After 14 NHL seasons and 907 career regular-season games with five different organizations, the 36-year-old Pittsburgh Penguins defenceman made his postseason debut last Wednesday evening.
Hainsey and the Penguins have defeated the Columbus Blue Jackets three games in a row. The dependable defenceman has chipped an assist, averaged 20 minutes and 36 seconds of ice time, helped the penalty-killing unit go 5-for-6 and he has blocked seven shots. Before the game reporters surrounded his stall in the Penguins dressing room because they wanted to know how he felt before his first Stanley Cup playoff outing.
“It feels like a Wednesday,” Hainsey stated with a sardonic tone. He is known for his sarcastic sense of humour, and setting the record for the most regular-season games played before suiting up for a playoff game hasn’t been his favourite subject to discuss. But when the Penguins acquired Hainsey from the Carolina Hurricanes on Feb. 23, the 6-foot-3, 210 defenceman knew his lengthy wait to perform in the playoffs would soon be over.
"You've got to play what is in front of you," Hainsey said. "I certainly would have loved to play 100 playoff games by now, won three Stanley Cups, but it just hasn't been the way it has worked out for me. This opportunity, these next couple of months, hopefully, we can string together a good run in what would be another championship run for these guys and first run like this for me. That is the focus.
“Certainly since I got traded here, you try not to look too far ahead, but from being on the team was obviously going to be in the playoffs, it was more a matter of where we finished and who we were playing. Your mind could definitely wander at that point.”
Hainsey has fit in nicely with the Penguins. He’s a leader, a character that keeps his teammates in good humour.
"He's played for a long time, I'm sure he's excited," Pittsburgh captain Sidney Crosby told reporters before the series opener. "We're all excited, but it’s kind of a cool story to play that long and not play a playoff game. It tells you that it's not easy. You want to make the most of the opportunities you get."

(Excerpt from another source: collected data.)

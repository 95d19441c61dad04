//! D&D 5e character sheet builder.
//!
//! This crate provides:
//! - Rule tables for classes, races and backgrounds
//! - A spell catalog with per-class limits and selection validation
//! - Autofill that turns a partial sheet into a legal level-1 character
//! - Derived stats, leveling and equipment packs
//! - Build recommendations and an in-character chat responder
//! - Versioned JSON persistence
//!
//! # Quick Start
//!
//! ```no_run
//! use echosheet_core::{CharacterBuilder, SheetConfig, SheetEngine};
//!
//! let config = SheetConfig::from_env();
//! config.init_tracing();
//!
//! let engine = SheetEngine::new(&config);
//! let mut character = CharacterBuilder::new()
//!     .name("Elara")
//!     .race("Elf")
//!     .class("Wizard")
//!     .background("Sage")
//!     .playstyle("evoker")
//!     .build(&engine)
//!     .expect("valid character");
//!
//! engine.apply_equipment_pack(&mut character, "Scholar's Pack");
//! let advice = engine.recommendations(&character);
//! println!("{:?}", advice.subclass.recommended);
//! ```

pub mod abilities;
pub mod autofill;
pub mod character;
pub mod character_builder;
pub mod chat;
pub mod config;
pub mod engine;
pub mod equipment;
pub mod persist;
pub mod playstyles;
pub mod recommender;
pub mod rules;
pub mod spell_manager;
pub mod spells;

// Primary public API
pub use abilities::{Ability, AbilityScores, AttributeValidation, Skill};
pub use autofill::{Autofill, FillReport, SuggestionBundle};
pub use character::{Character, CharacterId, Currency, LevelUpError};
pub use character_builder::{BuilderError, CharacterBuilder};
pub use config::SheetConfig;
pub use engine::SheetEngine;
pub use equipment::{EquipmentPack, PackApplication};
pub use persist::{PersistError, SavedCharacter};
pub use recommender::{RecommendationBundle, Recommender};
pub use rules::RuleTables;
pub use spell_manager::{SpellManager, SpellValidation};
pub use spells::{SpellCatalog, SpellInfo};
fn class_lines(class: &str) -> ClassLines {
    match class {
        "Fighter" => &[
            (Topic::Greeting, [
                "Greetings, warrior! I am ready for battle.",
                "A fighter is always prepared. What do you need?",
                "My sword is at your service.",
            ]),
            (Topic::Combat, [
                "Battle is where I shine. Every blow counts.",
                "I have trained my whole life for this. I will not disappoint.",
                "In combat, tactics matter as much as strength.",
            ]),
            (Topic::Training, [
                "Daily training is the key to success.",
                "A warrior never stops learning new techniques.",
                "Discipline is my greatest weapon.",
            ]),
        ],
        "Wizard" => &[
            (Topic::Greeting, [
                "Knowledge is power. What wisdom do you seek?",
                "The arcane calls to me. What mystery shall we investigate?",
                "Magic flows through me. What do you need?",
            ]),
            (Topic::Magic, [
                "Spells are like poems, each with its own beauty.",
                "The study of magic is an endless journey.",
                "Every incantation reveals a new secret of the universe.",
            ]),
            (Topic::Training, [
                "Ancient books hold lost secrets.",
                "Knowledge is the greatest wealth.",
                "Every day I learn something new about magic.",
            ]),
        ],
        "Cleric" => &[
            (Topic::Greeting, [
                "May the gods bless you. How can I help?",
                "Faith guides my every step.",
                "My deity grants me strength and wisdom.",
            ]),
            (Topic::Faith, [
                "My faith is my shield and my sword.",
                "The gods protect us at every moment.",
                "Prayer connects me with the divine.",
            ]),
        ],
        "Rogue" => &[
            (Topic::Greeting, [
                "Silence and stealth, that's my specialty.",
                "The shadows are my allies.",
                "A thief always finds a way out.",
            ]),
            (Topic::Stealth, [
                "The shadows are second nature to me.",
                "Sometimes the best strategy is not to be seen.",
                "Stealth is an art that takes practice.",
            ]),
        ],
        "Ranger" => &[
            (Topic::Greeting, [
                "Nature is my home and my guide.",
                "The forests taught me everything I know.",
                "The wild calls to me.",
            ]),
            (Topic::Nature, [
                "Every animal has something to teach us.",
                "Nature is wise and patient.",
                "The forests keep ancient secrets.",
            ]),
        ],
        "Paladin" => &[
            (Topic::Greeting, [
                "Justice and honor guide me.",
                "My oath is my life.",
                "For light and justice, I am here.",
            ]),
            (Topic::Faith, [
                "Justice must be relentless but compassionate.",
                "Every action must reflect my values.",
                "Honor is not just a word, it is a way of life.",
            ]),
            (Topic::Combat, [
                "Protecting the innocent is my sacred duty.",
                "My shield guards those who cannot guard themselves.",
                "Defending the weak is my mission.",
            ]),
        ],
        "Bard" => &[
            (Topic::Greeting, [
                "A song to brighten your day!",
                "Stories and melodies are my life.",
                "The art of the word is my magic.",
            ]),
            (Topic::Music, [
                "Music has the power to change hearts.",
                "Every song tells a story.",
                "Art is the purest form of expression.",
            ]),
        ],
        "Sorcerer" => &[
            (Topic::Greeting, [
                "Magic flows in my veins.",
                "Arcane power is part of my being.",
                "My blood holds ancient secrets.",
            ]),
            (Topic::Power, [
                "Power must be used wisely.",
                "Wild magic is as much a blessing as a curse.",
                "Every spell is an expression of my essence.",
            ]),
            (Topic::Magic, [
                "My magical lineage defines me.",
                "The secrets of my blood grant me power.",
                "Arcane heritage is my destiny.",
            ]),
        ],
        "Warlock" => &[
            (Topic::Greeting, [
                "My patron grants me power, but at a price.",
                "Arcane secrets are my specialty.",
                "The pact has changed me forever.",
            ]),
            (Topic::Power, [
                "The pact is both blessing and burden.",
                "My patron demands absolute loyalty.",
                "Power has a price I must pay.",
            ]),
            (Topic::Magic, [
                "Arcane secrets are dangerous but powerful.",
                "Forbidden knowledge is my specialty.",
                "Every secret revealed makes me stronger.",
            ]),
        ],
        "Monk" => &[
            (Topic::Greeting, [
                "Inner peace is my greatest achievement.",
                "Balance between body and mind is essential.",
                "Discipline is the path to enlightenment.",
            ]),
            (Topic::Training, [
                "Discipline is the foundation of all achievement.",
                "Self-control is my greatest strength.",
                "Mastery of the body is only the first step.",
            ]),
        ],
        "Druid" => &[
            (Topic::Greeting, [
                "Nature speaks to me at every moment.",
                "I am one with the natural world.",
                "The spirits of the earth guide me.",
            ]),
            (Topic::Nature, [
                "Nature is wise and patient.",
                "Every form of life has its purpose.",
                "The natural balance must be respected.",
            ]),
            (Topic::Magic, [
                "Changing shape is like changing perspective.",
                "Every animal form teaches me something new.",
                "Transformation is a sacred gift.",
            ]),
        ],
        "Barbarian" => &[
            (Topic::Greeting, [
                "Rage makes me stronger!",
                "Combat is my life and my passion.",
                "My tribe forged me in the fire of battle.",
            ]),
            (Topic::Combat, [
                "Rage is my most powerful weapon.",
                "In combat, control matters as much as strength.",
                "Fury must be channeled, not suppressed.",
            ]),
        ],
        _ => &[],
    }
}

Hainsey was raised in a hockey-loving family in Bolton, Connecticut, just outside of Hartford. He knows all about the Brass Bonanza and the Hartford Whalers because his grandparents had Whalers season tickets.
He played for the late Gary Dineen and his famed Junior Whalers program (now called the New England Coyotes) that also produced standout players like Bill Guerin, Scott Lachance and Mike Komisarek.
Guerin just happens to be the current Penguins associate general manager and played a part in Pittsburgh trading for Hainsey.
Dineen, a Montreal native, played six years for Father David Bauer and the Canadian national team. When Dineen turned pro he won the AHL 1970-71 Calder Cup championship with the Springfield Kings, but his career was cut short because of knee injuries. So Dineen started his junior program with the knowledge he gained from Father David Bauer.
Hainsey graduated from Dineen’s program, played a couple of years with the United States national development team program in Ann Arbor, Michigan before he accepted a scholarship to the University of Massachusetts-Lowell.
After his freshman season at UMass-Lowell, the Montreal Canadiens selected him in the first round (13th overall). He turned pro after two years of college hockey.
Hainsey got quite a kick playing for the Canadiens AHL affiliates in Quebec City and Hamilton because he had an opportunity to return to play against the Hartford Wolf Pack at the Hartford Civic Center, where the Whalers played before they became the Carolina Hurricanes.
Hainsey has experienced playoff hockey in June. He and the Hamilton Bulldogs advanced all the way to Game 7 of the 2002-03 Calder Cup final, only to lose in the deciding game to the Houston Aeros.
It also was the season he played in his first game – 21 in total that year – for the Canadiens. But after parts of the next two seasons in the Montreal organization, the Blue Jackets plucked him off waivers. He then made stops in Atlanta, which moved to Winnipeg, and then he signed with Carolina (the old Whalers team) before his move to Pittsburgh.
His last playoff game was with the Bulldogs in Hamilton on April 26, 2005, when the Rochester Americans swept the Bulldogs were swept in the first round.
There was a visit with the United States team that competed in the 2009 IIHF World Championship, but now hockey in springtime takes on a whole different meaning for Hainsey.